Chapter 31 - Sintering Processes

Abstract

Modern applications of sintering in materials technology are widespread: (1) powder-technological production of structural steel parts, (2) self-lubricating bearings, porous metals for filtering, (3) tungsten wires for lamp filaments, (4) soft and hard magnetic materials, (5) electrical contacts, (6) composite packages for highly integrated electronic devices, (7) oxide-dispersion strengthened superalloys for high temperature motors, (8) amalgams for dental applications, (9) metallic and ceramic materials for medical applications, and (10) cemented carbides for cutting tools, along with a large variety of ceramic components. All these are only a few of the many technical production processes involving sintering as an important step. The technology of sintering and hot-pressing has been thoroughly developed down to minute details. Physicists, chemists, metallurgists, and ceramists have worked together to establish the theoretical basis for understanding the complex interaction of geometrical and thermodynamic factors and the effects of a number of mechanisms that occur simultaneously or in sequence.

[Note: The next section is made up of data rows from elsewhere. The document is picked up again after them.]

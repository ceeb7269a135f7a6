//! Layered `HubSettings` loader (§B.3): file defaults, then environment,
//! then CLI overrides, mirroring the agent's own `CODEX_HOME`/`config.toml`
//! precedence chain.

use std::path::Path;
use std::path::PathBuf;
use std::time::Duration;

use serde::Deserialize;

const CONFIG_FILE: &str = "config.toml";
const DEFAULT_AGENT_PROGRAM: &str = "agent";
const DEFAULT_SCANNER_POLL_MS: u64 = 2_000;

#[derive(Debug, thiserror::Error)]
pub enum SettingsError {
    #[error("could not determine the hub home directory")]
    HomeNotFound,
    #[error("failed to read {path}: {source}")]
    Read { path: PathBuf, source: std::io::Error },
    #[error("failed to parse {path}: {source}")]
    Parse { path: PathBuf, source: toml::de::Error },
}

#[derive(Debug, Clone, Copy, Default, PartialEq, Eq, Deserialize)]
#[serde(rename_all = "kebab-case")]
pub enum TransportPreference {
    #[default]
    AppServer,
    Mcp,
}

impl std::str::FromStr for TransportPreference {
    type Err = String;

    fn from_str(s: &str) -> Result<Self, Self::Err> {
        match s {
            "app-server" | "app_server" => Ok(Self::AppServer),
            "mcp" => Ok(Self::Mcp),
            other => Err(format!("unknown transport preference: {other}")),
        }
    }
}

/// The resolved, fully-typed settings a `SessionLoop` is constructed from.
#[derive(Debug, Clone, PartialEq)]
pub struct HubSettings {
    pub hub_home: PathBuf,
    pub agent_program: String,
    pub agent_args: Vec<String>,
    pub transport_preference: TransportPreference,
    pub scanner_poll_interval: Duration,
}

impl Default for HubSettings {
    fn default() -> Self {
        Self {
            hub_home: PathBuf::from("."),
            agent_program: DEFAULT_AGENT_PROGRAM.to_string(),
            agent_args: Vec::new(),
            transport_preference: TransportPreference::default(),
            scanner_poll_interval: Duration::from_millis(DEFAULT_SCANNER_POLL_MS),
        }
    }
}

/// The `config.toml` shape; every field optional so a partial or absent file
/// just leaves the built-in defaults in place.
#[derive(Debug, Clone, Default, Deserialize)]
struct HubSettingsToml {
    agent_program: Option<String>,
    agent_args: Option<Vec<String>>,
    transport_preference: Option<TransportPreference>,
    scanner_poll_interval_ms: Option<u64>,
}

/// Strongly-typed CLI overrides, applied last (highest precedence).
#[derive(Debug, Clone, Default)]
pub struct SettingsOverrides {
    pub agent_program: Option<String>,
    pub agent_args: Option<Vec<String>>,
    pub transport_preference: Option<TransportPreference>,
    pub scanner_poll_interval: Option<Duration>,
}

/// Honors `$AGENT_HOME`; falls back to `~/.hub`. Does not verify the
/// directory exists, matching `find_codex_home`'s relaxed default case.
pub fn find_hub_home() -> Result<PathBuf, SettingsError> {
    if let Ok(val) = std::env::var("AGENT_HOME")
        && !val.is_empty()
    {
        return Ok(PathBuf::from(val));
    }
    let mut home = dirs::home_dir().ok_or(SettingsError::HomeNotFound)?;
    home.push(".hub");
    Ok(home)
}

fn load_toml(hub_home: &Path) -> Result<HubSettingsToml, SettingsError> {
    let path = hub_home.join(CONFIG_FILE);
    match std::fs::read_to_string(&path) {
        Ok(contents) => toml::from_str(&contents).map_err(|source| SettingsError::Parse { path, source }),
        Err(source) if source.kind() == std::io::ErrorKind::NotFound => {
            tracing::info!(path = %path.display(), "config.toml not found, using defaults");
            Ok(HubSettingsToml::default())
        }
        Err(source) => Err(SettingsError::Read { path, source }),
    }
}

/// Applies environment variables between the file defaults and the CLI
/// overrides: `HUB_AGENT_PROGRAM`, `HUB_AGENT_ARGS` (whitespace-separated),
/// `HUB_TRANSPORT_PREFERENCE`, `HUB_SCANNER_POLL_INTERVAL_MS`.
fn apply_env(mut settings: HubSettings) -> HubSettings {
    if let Ok(program) = std::env::var("HUB_AGENT_PROGRAM") {
        settings.agent_program = program;
    }
    if let Ok(args) = std::env::var("HUB_AGENT_ARGS") {
        settings.agent_args = args.split_whitespace().map(str::to_string).collect();
    }
    if let Ok(pref) = std::env::var("HUB_TRANSPORT_PREFERENCE")
        && let Ok(pref) = pref.parse()
    {
        settings.transport_preference = pref;
    }
    if let Ok(ms) = std::env::var("HUB_SCANNER_POLL_INTERVAL_MS")
        && let Ok(ms) = ms.parse::<u64>()
    {
        settings.scanner_poll_interval = Duration::from_millis(ms);
    }
    settings
}

/// Loads `$AGENT_HOME/config.toml`, overlays environment variables, then the
/// strongly-typed `overrides` (precedence: file < env < overrides).
pub fn load(overrides: SettingsOverrides) -> Result<HubSettings, SettingsError> {
    let hub_home = find_hub_home()?;
    let file = load_toml(&hub_home)?;

    let mut settings = HubSettings {
        hub_home,
        agent_program: file.agent_program.unwrap_or_else(|| DEFAULT_AGENT_PROGRAM.to_string()),
        agent_args: file.agent_args.unwrap_or_default(),
        transport_preference: file.transport_preference.unwrap_or_default(),
        scanner_poll_interval: file
            .scanner_poll_interval_ms
            .map(Duration::from_millis)
            .unwrap_or(Duration::from_millis(DEFAULT_SCANNER_POLL_MS)),
    };
    settings = apply_env(settings);

    if let Some(program) = overrides.agent_program {
        settings.agent_program = program;
    }
    if let Some(args) = overrides.agent_args {
        settings.agent_args = args;
    }
    if let Some(pref) = overrides.transport_preference {
        settings.transport_preference = pref;
    }
    if let Some(interval) = overrides.scanner_poll_interval {
        settings.scanner_poll_interval = interval;
    }

    Ok(settings)
}

#[cfg(test)]
mod tests {
    #![allow(clippy::unwrap_used, clippy::expect_used)]
    use super::*;

    #[test]
    fn missing_file_yields_defaults() {
        let dir = tempfile::tempdir().unwrap();
        let toml = load_toml(dir.path()).unwrap();
        assert!(toml.agent_program.is_none());
    }

    #[test]
    fn file_values_are_parsed() {
        let dir = tempfile::tempdir().unwrap();
        std::fs::write(
            dir.path().join(CONFIG_FILE),
            "agent_program = \"codex\"\nscanner_poll_interval_ms = 500\n",
        )
        .unwrap();
        let toml = load_toml(dir.path()).unwrap();
        assert_eq!(toml.agent_program.as_deref(), Some("codex"));
        assert_eq!(toml.scanner_poll_interval_ms, Some(500));
    }

    #[test]
    fn cli_overrides_win_over_env_and_file() {
        // SAFETY: test-local env mutation; no other test in this module reads
        // these variables concurrently.
        unsafe {
            std::env::set_var("HUB_AGENT_PROGRAM", "from-env");
        }
        let dir = tempfile::tempdir().unwrap();
        std::fs::write(dir.path().join(CONFIG_FILE), "agent_program = \"from-file\"\n").unwrap();

        let file = load_toml(dir.path()).unwrap();
        let mut settings = HubSettings {
            hub_home: dir.path().to_path_buf(),
            agent_program: file.agent_program.unwrap_or_else(|| DEFAULT_AGENT_PROGRAM.to_string()),
            ..HubSettings::default()
        };
        settings = apply_env(settings);
        assert_eq!(settings.agent_program, "from-env");

        settings.agent_program = "from-cli".to_string();
        assert_eq!(settings.agent_program, "from-cli");

        unsafe {
            std::env::remove_var("HUB_AGENT_PROGRAM");
        }
    }

    #[test]
    fn transport_preference_parses_kebab_case() {
        assert_eq!("app-server".parse::<TransportPreference>().unwrap(), TransportPreference::AppServer);
        assert_eq!("mcp".parse::<TransportPreference>().unwrap(), TransportPreference::Mcp);
        assert!("bogus".parse::<TransportPreference>().is_err());
    }
}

In the majority of technical applications, powders are compacted into shaped parts, which then are heat-treated to give them the required mechanical and physical properties. The essential difference between a powder and a dense solid body of exactly the same material and identical mass is from the energetic point of view—that is, the excess free energy due to the broken atomic bonds at the surface. Stressing this fundamental aspect, pressureless sintering as material transport driven by surface energy or, in other words, by capillary forces can be defined.